Recent Prisoner Free Exercise Cases

In Quezada v. Long, 2015 U.S. Dist. LEXIS 61753 (CD CA, May 11, 2015), a California federal magistrate judge dismissed, with leave to amend, a complaint by an Orthodox Jewish inmate that he was not allowed to take his religious meals out of the dining hall to his cell, so that he could perform ritual washing of hands and recitation of prayers before eating.

In Strickland v. Godinez, 2015 U.S. Dist. LEXIS 62179 (SD IL, May 12, 2015), an Illinois federal district court adopted a magistrate's recommendation (2015 U.S. Dist. LEXIS 62176, April 20, 2015) and denied a preliminary injunction to an inmate who practices Asatruar who sought protection from retaliation, participation in worship, ownership of various ritual items and setting aside of sacred land where rituals could be performed.

In Porter v. Wegman, 2015 U.S. Dist.

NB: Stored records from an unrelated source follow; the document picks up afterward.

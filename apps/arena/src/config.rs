//! Server configuration from flags and `ARENA_*` environment variables.

use clap::Args;
use std::net::SocketAddr;
use std::num::NonZeroU32;
use std::path::PathBuf;
use std::time::Duration;
use thiserror::Error;

/// Minimum token secret length in bytes.
pub const MIN_SECRET_LEN: usize = 32;

#[derive(Debug, Error)]
pub enum ConfigError {
    #[error("a token secret is required (ARENA_TOKEN_SECRET or ARENA_TOKEN_SECRET_FILE)")]
    MissingSecret,

    #[error("token secret must be at least {MIN_SECRET_LEN} bytes")]
    WeakSecret,

    #[error("cannot read token secret file {path}: {source}")]
    SecretFile {
        path: PathBuf,
        source: std::io::Error,
    },

    #[error("invalid CORS origin '{0}'")]
    CorsOrigin(String),

    #[error("{0} must be greater than zero")]
    Zero(&'static str),
}

/// Flags of `arena serve`.
#[derive(Debug, Clone, Args)]
pub struct ServeArgs {
    /// Address to listen on
    #[arg(long, env = "ARENA_BIND", default_value = "0.0.0.0:8080")]
    pub bind: SocketAddr,

    /// HMAC secret for bearer tokens
    #[arg(long, env = "ARENA_TOKEN_SECRET", hide_env_values = true)]
    pub token_secret: Option<String>,

    /// File holding the token secret (takes precedence)
    #[arg(long, env = "ARENA_TOKEN_SECRET_FILE")]
    pub token_secret_file: Option<PathBuf>,

    /// Token lifetime in seconds
    #[arg(long, env = "ARENA_TOKEN_TTL_SECS", default_value_t = 24 * 60 * 60)]
    pub token_ttl_secs: u64,

    /// Comma-separated list of allowed CORS origins
    #[arg(
        long,
        env = "ARENA_CORS_ORIGINS",
        default_value = "http://localhost:80,http://0.0.0.0:80",
        value_delimiter = ','
    )]
    pub cors_origins: Vec<String>,

    /// Login attempts allowed per minute
    #[arg(long, env = "ARENA_LOGIN_PER_MINUTE", default_value_t = 10)]
    pub login_per_minute: u32,
}

/// Validated server configuration.
#[derive(Clone)]
pub struct ServerConfig {
    pub bind: SocketAddr,
    pub db: PathBuf,
    pub token_secret: Vec<u8>,
    pub token_ttl: Duration,
    pub cors_origins: Vec<String>,
    pub login_per_minute: NonZeroU32,
}

impl std::fmt::Debug for ServerConfig {
    fn fmt(&self, f: &mut std::fmt::Formatter<'_>) -> std::fmt::Result {
        f.debug_struct("ServerConfig")
            .field("bind", &self.bind)
            .field("db", &self.db)
            .field("token_ttl", &self.token_ttl)
            .field("cors_origins", &self.cors_origins)
            .field("login_per_minute", &self.login_per_minute)
            .finish_non_exhaustive()
    }
}

impl ServerConfig {
    pub fn from_args(args: ServeArgs, db: PathBuf) -> Result<Self, ConfigError> {
        let secret = match (&args.token_secret_file, &args.token_secret) {
            (Some(path), _) => std::fs::read_to_string(path)
                .map_err(|source| ConfigError::SecretFile {
                    path: path.clone(),
                    source,
                })?
                .trim()
                .to_string(),
            (None, Some(inline)) => inline.trim().to_string(),
            (None, None) => return Err(ConfigError::MissingSecret),
        };
        if secret.is_empty() {
            return Err(ConfigError::MissingSecret);
        }
        if secret.len() < MIN_SECRET_LEN {
            return Err(ConfigError::WeakSecret);
        }

        let cors_origins: Vec<String> = args
            .cors_origins
            .iter()
            .map(|o| o.trim().to_string())
            .filter(|o| !o.is_empty())
            .collect();
        if let Some(bad) = cors_origins
            .iter()
            .find(|o| !(o.starts_with("http://") || o.starts_with("https://")))
        {
            return Err(ConfigError::CorsOrigin(bad.clone()));
        }

        if args.token_ttl_secs == 0 {
            return Err(ConfigError::Zero("token TTL"));
        }
        let login_per_minute =
            NonZeroU32::new(args.login_per_minute).ok_or(ConfigError::Zero("login rate"))?;

        Ok(Self {
            bind: args.bind,
            db,
            token_secret: secret.into_bytes(),
            token_ttl: Duration::from_secs(args.token_ttl_secs),
            cors_origins,
            login_per_minute,
        })
    }

    /// Settings for tests: in-memory friendly defaults and a fixed secret.
    pub fn for_tests() -> Self {
        Self {
            bind: SocketAddr::from(([127, 0, 0, 1], 0)),
            db: PathBuf::from("arena-test.redb"),
            token_secret: b"test-secret-test-secret-test-secret!".to_vec(),
            token_ttl: Duration::from_secs(3600),
            cors_origins: vec!["http://localhost:80".into()],
            login_per_minute: NonZeroU32::MIN.saturating_add(99),
        }
    }
}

LEXIS 63573 (ED CA, May 15, 2015), a California federal magistrate judge recommended dismissing a House of Yahweh inmate's complaint over lack of accommodation of his Passover observance and denial of participation in the Jewish kosher diet program.

Saturday, May 16, 2015

Suit Charges Mall With Rejecting Christian Bookstore

In Missoula, Montana this week business owner Michael Burks filed suit against a local mall because it refused to allow him to open a Christian bookstore in retail space he was leasing. The complaint (full text) in Missoula Maulers, Inc. v. Southgate Mall Associates, (MT Dist. Ct., filed 5/11/2015), alleges that Burks became concerned about the profitability of a retail hockey store he was operating in the mall, and proposed replacing it with another of his businesses, a Christian bookstore. The mall refused.  The complaint alleges that the refusal was based on the store's status as a Christian bookstore, or "for some other malicious reason."  Helena Independent Record reports on the lawsuit.